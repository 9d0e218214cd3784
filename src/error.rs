//! Error taxonomy for the fund pipeline.
//!
//! Recovery is always local: a failed poll skips the tick, a failed order
//! drops the signal. Only configuration errors abort the process.

use thiserror::Error;

/// Failures surfaced by the analytics store.
#[derive(Debug, Error)]
pub enum StoreError {
    /// Retryable: connection loss, deadline expiry, lock contention.
    #[error("transient store error: {0}")]
    Transient(String),
    /// Deterministic: malformed query, schema mismatch. Never retried.
    #[error("permanent query error: {0}")]
    Permanent(String),
}

impl StoreError {
    pub fn is_transient(&self) -> bool {
        matches!(self, StoreError::Transient(_))
    }
}

/// Failures surfaced by the order gateway.
#[derive(Debug, Error)]
pub enum GatewayError {
    /// Deterministic rejection: invalid parameter, kill-switched account,
    /// insufficient balance. Retrying cannot help.
    #[error("gateway rejected: {0}")]
    Rejected(String),
    /// Network-class failure. The caller decides whether to retry; the
    /// default policy is no retry (the signal is gone).
    #[error("gateway transient: {0}")]
    Transient(String),
}

impl GatewayError {
    pub fn is_rejection(&self) -> bool {
        matches!(self, GatewayError::Rejected(_))
    }
}

/// Why the sizing engine declined a signal. Not an error: counted, never
/// surfaced as a failure.
#[derive(Debug, Clone, Copy, PartialEq, Eq)]
pub enum RejectReason {
    KillSwitch,
    Expired,
    UnderThreshold,
    NotActionable,
    DailyLimit,
    MaxOpen,
    MaxConcurrent,
    BelowMin,
}

impl RejectReason {
    pub fn as_str(&self) -> &'static str {
        match self {
            RejectReason::KillSwitch => "KILL_SWITCH",
            RejectReason::Expired => "EXPIRED",
            RejectReason::UnderThreshold => "UNDER_THRESHOLD",
            RejectReason::NotActionable => "NOT_ACTIONABLE",
            RejectReason::DailyLimit => "DAILY_LIMIT",
            RejectReason::MaxOpen => "MAX_OPEN",
            RejectReason::MaxConcurrent => "MAX_CONCURRENT",
            RejectReason::BelowMin => "BELOW_MIN",
        }
    }
}

impl std::fmt::Display for RejectReason {
    fn fmt(&self, f: &mut std::fmt::Formatter<'_>) -> std::fmt::Result {
        f.write_str(self.as_str())
    }
}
------
| Exercise goal |
What you return must be the entries, given again word for word.

| Worked solution |
repository 9d0e218214cd3784
filename src/error.rs
//! Error taxonomy for the fund pipeline.
//!
//! Recovery is always local: a failed poll skips the tick, a failed order
//! drops the signal. Only configuration errors abort the process.

use thiserror::Error;

/// Failures surfaced by the analytics store.
#[derive(Debug, Error)]
pub enum StoreError {
    /// Retryable: connection loss, deadline expiry, lock contention.
    #[error("transient store error: {0}")]
    Transient(String),
    /// Deterministic: malformed query, schema mismatch. Never retried.
    #[error("permanent query error: {0}")]
    Permanent(String),
}

impl StoreError {
    pub fn is_transient(&self) -> bool {
        matches!(self, StoreError::Transient(_))
    }
}

/// Failures surfaced by the order gateway.
#[derive(Debug, Error)]
pub enum GatewayError {
    /// Deterministic rejection: invalid parameter, kill-switched account,
    /// insufficient balance. Retrying cannot help.
    #[error("gateway rejected: {0}")]
    Rejected(String),
    /// Network-class failure. The caller decides whether to retry; the
    /// default policy is no retry (the signal is gone).
    #[error("gateway transient: {0}")]
    Transient(String),
}

impl GatewayError {
    pub fn is_rejection(&self) -> bool {
        matches!(self, GatewayError::Rejected(_))
    }
}

/// Why the sizing engine declined a signal. Not an error: counted, never
/// surfaced as a failure.
#[derive(Debug, Clone, Copy, PartialEq, Eq)]
pub enum RejectReason {
    KillSwitch,
    Expired,
    UnderThreshold,
    NotActionable,
    DailyLimit,
    MaxOpen,
    MaxConcurrent,
    BelowMin,
}

impl RejectReason {
    pub fn as_str(&self) -> &'static str {
        match self {
            RejectReason::KillSwitch => "KILL_SWITCH",
            RejectReason::Expired => "EXPIRED",
            RejectReason::UnderThreshold => "UNDER_THRESHOLD",
            RejectReason::NotActionable => "NOT_ACTIONABLE",
            RejectReason::DailyLimit => "DAILY_LIMIT",
            RejectReason::MaxOpen => "MAX_OPEN",
            RejectReason::MaxConcurrent => "MAX_CONCURRENT",
            RejectReason::BelowMin => "BELOW_MIN",
        }
    }
}

impl std::fmt::Display for RejectReason {
    fn fmt(&self, f: &mut std::fmt::Formatter<'_>) -> std::fmt::Result {
        f.write_str(self.as_str())
    }
}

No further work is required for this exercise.